The Tea About Green Tea
Free event highlights San Antonio's historic role in serving green tea

A free event at San Antonio's Japanese Tea Garden at Brackenridge Park is celebrating the gentle art of green tea on Thursday, April 10. A city newsletter promises history, personal stories, and more, plus a visit from Robert Hellyer, author of Green with Milk and Sugar: When Japan Filled America’s Tea Cups.
The newsletter draws attention to Eizo Jingu, a watercolor artist who lived in San Antonio and who "played a pivotal role in promoting Japanese tea." He worked on behalf of the Japanese Central Tea Association to pair Japanese tea with foods both at home and in restaurants — notably with sandwiches — to make it a normal part of dining.

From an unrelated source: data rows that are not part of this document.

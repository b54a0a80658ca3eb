//! CSV reading utilities.

mod reader;

pub use reader::{
    MAX_CSV_FILE_SIZE, column_cells, normalized_headers, read_csv_frame,
    read_csv_frame_from_bytes,
};
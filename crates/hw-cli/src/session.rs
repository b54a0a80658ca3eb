//! A loaded dataset plus the filter state a command runs against.

use std::collections::BTreeMap;
use std::path::PathBuf;
use std::sync::Arc;

use anyhow::{Context, Result};
use hw_ingest::{BuiltinDataset, DatasetCache};
use hw_model::Dataset;
use hw_query::{DefaultSelection, FilterPolicy, FilterSpec, QueryEngine};

use crate::args::FilterArg;

/// Where the session's data comes from.
#[derive(Debug, Clone, PartialEq, Eq)]
pub enum DataSource {
    /// A CSV file, parsed with a built-in schema or an inferred one.
    File {
        path: PathBuf,
        schema: Option<BuiltinDataset>,
    },
    /// An embedded table.
    Builtin(BuiltinDataset),
}

impl Default for DataSource {
    fn default() -> Self {
        Self::Builtin(BuiltinDataset::default())
    }
}

impl DataSource {
    /// Loads through `cache`.
    pub fn load(&self, cache: &mut DatasetCache) -> Result<Arc<Dataset>> {
        match self {
            Self::File { path, schema } => {
                let schema = schema
                    .map(BuiltinDataset::schema)
                    .transpose()?
                    .map(Arc::new);
                cache
                    .load_path(path, schema)
                    .with_context(|| format!("load {}", path.display()))
            }
            Self::Builtin(builtin) => cache
                .load_builtin(*builtin)
                .with_context(|| format!("load built-in dataset {builtin}")),
        }
    }
}

/// Engine plus the current filter spec.
#[derive(Debug, Clone)]
pub struct Session {
    engine: QueryEngine,
    spec: FilterSpec,
}

impl Session {
    /// Opens a session whose filters start at the configured defaults.
    pub fn open(
        dataset: Arc<Dataset>,
        policy: FilterPolicy,
        defaults: &BTreeMap<String, DefaultSelection>,
    ) -> Result<Self> {
        let engine = QueryEngine::new(dataset).with_policy(policy);
        let spec = engine
            .initial_spec(defaults)
            .context("resolve default selections")?;
        Ok(Self { engine, spec })
    }

    /// Replaces the selection of each named column.
    pub fn apply_filters<'a, I>(&mut self, filters: I)
    where
        I: IntoIterator<Item = &'a FilterArg>,
    {
        for filter in filters {
            tracing::debug!(column = %filter.column, values = ?filter.values, "filter override");
            self.spec
                .insert(filter.column.clone(), filter.values.iter().cloned());
        }
    }

    pub fn engine(&self) -> &QueryEngine {
        &self.engine
    }

    /// Rows that pass the current filters.
    pub fn view(&self) -> Result<Dataset> {
        self.engine.filter(&self.spec).context("apply filters")
    }
}
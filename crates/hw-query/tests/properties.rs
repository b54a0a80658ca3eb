//! Behavioural properties of filtering and aggregation.

use std::sync::Arc;

use hw_model::{ColumnDef, Dataset, Record, Schema, Value};
use hw_query::{
    ExtremeKind, FilterSpec, ReduceKind, Reducer, arg_extreme, filter, group_aggregate,
    total_by_reducer,
};
use proptest::prelude::*;

const CITIES: &[&str] = &["Jacobabad", "Karachi", "Lahore", "Nawabshah", "Dadu"];
const YEARS: &[&str] = &["2020", "2021", "2022", "2023", "2024"];

fn schema() -> Arc<Schema> {
    Arc::new(
        Schema::new(vec![
            ColumnDef::category("City"),
            ColumnDef::category("Year"),
            ColumnDef::integer("Deaths").fill(0i64),
            ColumnDef::float("Temp"),
        ])
        .unwrap(),
    )
}

fn record(city: &str, year: &str, deaths: i64, temp: f64) -> Record {
    Record::new(vec![city.into(), year.into(), deaths.into(), temp.into()])
}

fn dataset_strategy() -> impl Strategy<Value = Dataset> {
    prop::collection::vec(
        (
            prop::sample::select(CITIES),
            prop::sample::select(YEARS),
            0i64..600,
            30.0f64..55.0,
        ),
        0..40,
    )
    .prop_map(|rows| {
        let rows = rows
            .into_iter()
            .map(|(city, year, deaths, temp)| record(city, year, deaths, temp))
            .collect();
        Dataset::from_rows(schema(), rows).unwrap()
    })
}

fn spec_strategy() -> impl Strategy<Value = FilterSpec> {
    (
        prop::option::of(prop::sample::subsequence(CITIES, 0..=CITIES.len())),
        prop::option::of(prop::sample::subsequence(YEARS, 0..=YEARS.len())),
    )
        .prop_map(|(cities, years)| {
            let mut spec = FilterSpec::new();
            if let Some(cities) = cities {
                spec.insert("City", cities);
            }
            if let Some(years) = years {
                spec.insert("Year", years);
            }
            spec
        })
}

/// True if `sub` appears in `full` in the same relative order.
fn is_subsequence(sub: &Dataset, full: &Dataset) -> bool {
    let mut remaining = full.iter();
    sub.iter()
        .all(|wanted| remaining.by_ref().any(|candidate| candidate == wanted))
}

proptest! {
    #[test]
    fn filter_is_idempotent(ds in dataset_strategy(), spec in spec_strategy()) {
        let once = filter(&ds, &spec).unwrap();
        let twice = filter(&once, &spec).unwrap();
        prop_assert_eq!(once, twice);
    }

    #[test]
    fn filter_preserves_order(ds in dataset_strategy(), spec in spec_strategy()) {
        let out = filter(&ds, &spec).unwrap();
        prop_assert!(is_subsequence(&out, &ds));
    }

    #[test]
    fn filter_keeps_exactly_matching_rows(ds in dataset_strategy(), spec in spec_strategy()) {
        let out = filter(&ds, &spec).unwrap();
        let expected = ds
            .iter()
            .filter(|r| {
                spec.constraints().all(|(column, accepted)| {
                    let index = ds.column_index(column).unwrap();
                    accepted.contains(&r.get(index).render())
                })
            })
            .count();
        prop_assert_eq!(out.len(), expected);
    }

    #[test]
    fn empty_city_selection_matches_nothing(ds in dataset_strategy()) {
        let spec = FilterSpec::new().with("City", Vec::<String>::new());
        prop_assert!(filter(&ds, &spec).unwrap().is_empty());
    }

    #[test]
    fn group_sums_add_up_to_total(ds in dataset_strategy()) {
        let grouped = group_aggregate(
            &ds,
            &["City", "Year"],
            &[Reducer::new("TotalDeaths", "Deaths", ReduceKind::Sum)],
        )
        .unwrap();
        let total = total_by_reducer(&ds, "Deaths", ReduceKind::Sum).unwrap();
        let regrouped = total_by_reducer(&grouped, "TotalDeaths", ReduceKind::Sum).unwrap();
        prop_assert_eq!(total, regrouped);
    }
}

#[test]
fn group_sum_follows_first_appearance() {
    let ds = Dataset::from_rows(
        schema(),
        vec![
            record("Jacobabad", "2022", 2, 50.0),
            record("Jacobabad", "2022", 3, 50.0),
            record("Nawabshah", "2022", 5, 49.0),
        ],
    )
    .unwrap();

    let out = group_aggregate(
        &ds,
        &["City"],
        &[Reducer::new("TotalDeaths", "Deaths", ReduceKind::Sum)],
    )
    .unwrap();

    let rows: Vec<Vec<Value>> = out.iter().map(|r| r.values().to_vec()).collect();
    assert_eq!(
        rows,
        vec![
            vec![Value::from("Jacobabad"), Value::Integer(5)],
            vec![Value::from("Nawabshah"), Value::Integer(5)],
        ]
    );
}

#[test]
fn arg_extreme_prefers_first_of_tied_rows() {
    let ds = Dataset::from_rows(
        schema(),
        vec![record("A", "2024", 0, 47.0), record("B", "2024", 0, 47.0)],
    )
    .unwrap();
    let row = arg_extreme(&ds, "Temp", ExtremeKind::Max).unwrap();
    assert_eq!(row.get(0), &Value::from("A"));
}

#[test]
fn empty_input_policies_differ_by_reducer() {
    let ds = Dataset::empty(schema());
    assert!(arg_extreme(&ds, "Temp", ExtremeKind::Max).unwrap_err().is_empty_input());
    assert_eq!(
        total_by_reducer(&ds, "Deaths", ReduceKind::Sum).unwrap(),
        Value::Integer(0)
    );
    assert!(total_by_reducer(&ds, "Temp", ReduceKind::Max).unwrap_err().is_empty_input());
}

The newsletter attributes the family's on-premises home-turned-restaurant, the Jingu House, with introducing green tea ice cream to the United States for the first time. Jingu's daughter, Mabel, didn't mention the date when speaking about the innovation in 2007, but it was at least before 1938 when Eizo died.

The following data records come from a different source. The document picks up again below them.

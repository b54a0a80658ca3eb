//! Schema inference for uploads without a known schema.

use hw_model::{ColumnDef, Schema, ValueKind, parse_f64};
use polars::prelude::DataFrame;

use crate::csv::{column_cells, normalized_headers};
use crate::error::Result;

/// Columns always treated as categories regardless of content.
const CATEGORY_COLUMNS: &[&str] = &["Year"];

/// Infers a schema from the cells of a string-typed frame.
///
/// - All non-empty cells are plain integers: integer, missing filled with 0
/// - All non-empty cells parse as `f64`: float, missing filled with 0
/// - Otherwise (or for `Year`): category, missing filled with an empty string
pub fn infer_schema(df: &DataFrame) -> Result<Schema> {
    let headers = normalized_headers(df);
    let mut columns = Vec::with_capacity(headers.len());

    for (name, column) in headers.into_iter().zip(df.get_columns()) {
        let kind = if CATEGORY_COLUMNS.contains(&name.as_str()) {
            ValueKind::Category
        } else {
            infer_kind(&column_cells(column)?)
        };
        tracing::debug!(column = %name, kind = %kind, "inferred column kind");
        let def = match kind {
            ValueKind::Integer => ColumnDef::integer(name).fill(0i64),
            ValueKind::Float => ColumnDef::float(name).fill(0.0_f64),
            ValueKind::Text | ValueKind::Category => ColumnDef::category(name).fill(""),
        };
        columns.push(def);
    }

    Ok(Schema::new(columns)?)
}

fn infer_kind(cells: &[Option<String>]) -> ValueKind {
    let present: Vec<&str> = cells
        .iter()
        .flatten()
        .map(|s| s.trim())
        .filter(|s| !s.is_empty())
        .collect();
    if present.is_empty() {
        return ValueKind::Category;
    }
    if present.iter().all(|s| s.parse::<i64>().is_ok()) {
        return ValueKind::Integer;
    }
    if present.iter().all(|s| parse_f64(s).is_some()) {
        return ValueKind::Float;
    }
    ValueKind::Category
}
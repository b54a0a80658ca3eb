//! Output generation for filtered views.
//!
//! Serializes a [`hw_model::Dataset`] back to CSV so the current view can be
//! downloaded and later loaded again with the same schema.

mod error;
mod export;

pub use error::{OutputError, Result};
pub use export::{write_csv, write_csv_file};
//! Entry points that turn a CSV source into a typed dataset.

use std::path::Path;
use std::sync::Arc;

use hw_model::{Dataset, Schema};
use polars::prelude::DataFrame;

use crate::csv::{read_csv_frame, read_csv_frame_from_bytes};
use crate::error::Result;
use crate::infer::infer_schema;
use crate::normalize::dataset_from_frame;

/// Loads a CSV file.
///
/// With `schema = None` the schema is inferred from the file contents.
pub fn load_csv(path: &Path, schema: Option<Arc<Schema>>) -> Result<Dataset> {
    let origin = path.display().to_string();
    let df = read_csv_frame(path)?;
    finish(&df, schema, &origin)
}

/// Loads CSV bytes such as an upload. `origin` names the source in errors and logs.
pub fn load_csv_bytes(bytes: &[u8], schema: Option<Arc<Schema>>, origin: &str) -> Result<Dataset> {
    let df = read_csv_frame_from_bytes(bytes, origin)?;
    finish(&df, schema, origin)
}

fn finish(df: &DataFrame, schema: Option<Arc<Schema>>, origin: &str) -> Result<Dataset> {
    let schema = match schema {
        Some(schema) => schema,
        None => {
            let inferred = infer_schema(df)?;
            tracing::info!(origin, columns = inferred.len(), "inferred schema");
            Arc::new(inferred)
        }
    };
    let dataset = dataset_from_frame(df, schema, origin)?;
    tracing::debug!(origin, rows = dataset.len(), "loaded dataset");
    Ok(dataset)
}
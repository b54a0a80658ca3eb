//! Dashboard configuration file.
//!
//! ```json
//! {
//!   "builtin": "heatwave",
//!   "policy": { "empty_selection": "match_nothing", "unknown_column": "reject" },
//!   "defaults": { "City": "all", "Year": { "values": ["2024", "2025"] } }
//! }
//! ```

use std::collections::BTreeMap;
use std::fs;
use std::path::{Path, PathBuf};

use hw_ingest::BuiltinDataset;
use hw_query::{DefaultSelection, FilterPolicy};
use serde::{Deserialize, Serialize};
use thiserror::Error;

/// Errors reading a configuration file.
#[derive(Debug, Error)]
pub enum ConfigError {
    #[error("failed to read config {path}: {source}")]
    Read {
        path: PathBuf,
        #[source]
        source: std::io::Error,
    },

    #[error("invalid config {path}: {source}")]
    Parse {
        path: PathBuf,
        #[source]
        source: serde_json::Error,
    },
}

/// Settings a dashboard session starts from. Command-line flags override them.
#[derive(Debug, Clone, Default, PartialEq, Serialize, Deserialize)]
#[serde(default, deny_unknown_fields)]
pub struct DashboardConfig {
    /// CSV file to load. Takes precedence over `builtin`.
    #[serde(skip_serializing_if = "Option::is_none")]
    pub source: Option<PathBuf>,

    /// Embedded dataset to load when no `source` is given.
    #[serde(skip_serializing_if = "Option::is_none")]
    pub builtin: Option<BuiltinDataset>,

    /// Filter edge-case policies.
    pub policy: FilterPolicy,

    /// Initial selection per dimension; unlisted dimensions select everything.
    pub defaults: BTreeMap<String, DefaultSelection>,
}

impl DashboardConfig {
    /// Reads a JSON configuration file.
    pub fn load(path: &Path) -> Result<Self, ConfigError> {
        let text = fs::read_to_string(path).map_err(|source| ConfigError::Read {
            path: path.to_path_buf(),
            source,
        })?;
        serde_json::from_str(&text).map_err(|source| ConfigError::Parse {
            path: path.to_path_buf(),
            source,
        })
    }

    /// Relative `source` paths resolve against the config file's directory.
    #[must_use]
    pub fn resolve_source(&self, config_path: &Path) -> Option<PathBuf> {
        let source = self.source.as_ref()?;
        if source.is_absolute() {
            return Some(source.clone());
        }
        match config_path.parent() {
            Some(dir) if !dir.as_os_str().is_empty() => Some(dir.join(source)),
            _ => Some(source.clone()),
        }
    }
}

#[cfg(test)]
mod tests {
    use hw_query::{EmptySelectionPolicy, UnknownColumnPolicy};

    use super::*;

    #[test]
    fn test_parse_full_config() {
        let config: DashboardConfig = serde_json::from_str(
            r#"{
                "builtin": "climate-overview",
                "policy": { "unknown_column": "reject" },
                "defaults": { "City": "first", "Year": { "values": ["2024"] } }
            }"#,
        )
        .unwrap();
        assert_eq!(config.builtin, Some(BuiltinDataset::ClimateOverview));
        assert_eq!(config.policy.unknown_column, UnknownColumnPolicy::Reject);
        assert_eq!(
            config.policy.empty_selection,
            EmptySelectionPolicy::MatchNothing
        );
        assert_eq!(config.defaults["City"], DefaultSelection::First);
        assert_eq!(
            config.defaults["Year"],
            DefaultSelection::Values(vec!["2024".to_string()])
        );
    }

    #[test]
    fn test_empty_object_is_default() {
        let config: DashboardConfig = serde_json::from_str("{}").unwrap();
        assert_eq!(config, DashboardConfig::default());
    }

    #[test]
    fn test_unknown_field_rejected() {
        assert!(serde_json::from_str::<DashboardConfig>(r#"{"sauce": "x.csv"}"#).is_err());
    }

    #[test]
    fn test_resolve_source_relative_to_config() {
        let config = DashboardConfig {
            source: Some(PathBuf::from("data/heat.csv")),
            ..Default::default()
        };
        assert_eq!(
            config.resolve_source(Path::new("/etc/heatwatch/config.json")),
            Some(PathBuf::from("/etc/heatwatch/data/heat.csv"))
        );
        assert_eq!(
            config.resolve_source(Path::new("config.json")),
            Some(PathBuf::from("data/heat.csv"))
        );
    }
}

Jingu also helped design the Japanese Tea Garden starting in 1915, so he is directly responsible for much of what visitors will experience on April 10, more than 100 years later.

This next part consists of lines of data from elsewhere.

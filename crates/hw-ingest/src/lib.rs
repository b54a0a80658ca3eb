//! Heatwave data ingestion.
//!
//! This crate turns CSV sources into typed [`hw_model::Dataset`]s.
//!
//! # Features
//!
//! - **CSV Loading**: Read files or in-memory bytes through Polars
//! - **Normalization**: Apply each column's missing-value policy (defaults and sentinels)
//! - **Schema Inference**: Derive a schema for uploads that have none
//! - **Built-in Data**: Heatwave, climate overview and rainfall tables embedded in the binary
//! - **Caching**: Reuse loaded datasets by path, upload checksum or built-in name
//!
//! # Example
//!
//! ```ignore
//! use std::path::Path;
//! use hw_ingest::{BuiltinDataset, DatasetCache};
//!
//! let mut cache = DatasetCache::new();
//! let heatwave = cache.load_builtin(BuiltinDataset::Heatwave)?;
//! let upload = cache.load_path(Path::new("data/heat_2024.csv"), None)?;
//! ```

mod builtin;
mod cache;
mod csv;
mod error;
mod infer;
mod loader;
mod normalize;

// === Error Types ===
pub use error::{IngestError, Result};

// === CSV Reading ===
pub use csv::{MAX_CSV_FILE_SIZE, read_csv_frame, read_csv_frame_from_bytes};

// === Loading ===
pub use infer::infer_schema;
pub use loader::{load_csv, load_csv_bytes};
pub use normalize::dataset_from_frame;

// === Built-in Data ===
pub use builtin::BuiltinDataset;

// === Caching ===
pub use cache::{DatasetCache, SourceKey, sha256_hex};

Green with Milk and Sugar explores some more history of the relationships between Japan and the United States that led to different tea preferences in each place. It's not as simple as what each populace likes drinking; these habits were formed by socioeconomic trends, racism, and marketing, according to the book's description via the Columbia University Press.
"Featuring lively stories of the people involved in the tea trade — including samurai turned tea farmers and Hellyer’s own ancestors — Green with Milk and Sugar offers not only a social and commodity history of tea in the United States and Japan but also new insights into how national customs have profound if often hidden international dimensions," says the description.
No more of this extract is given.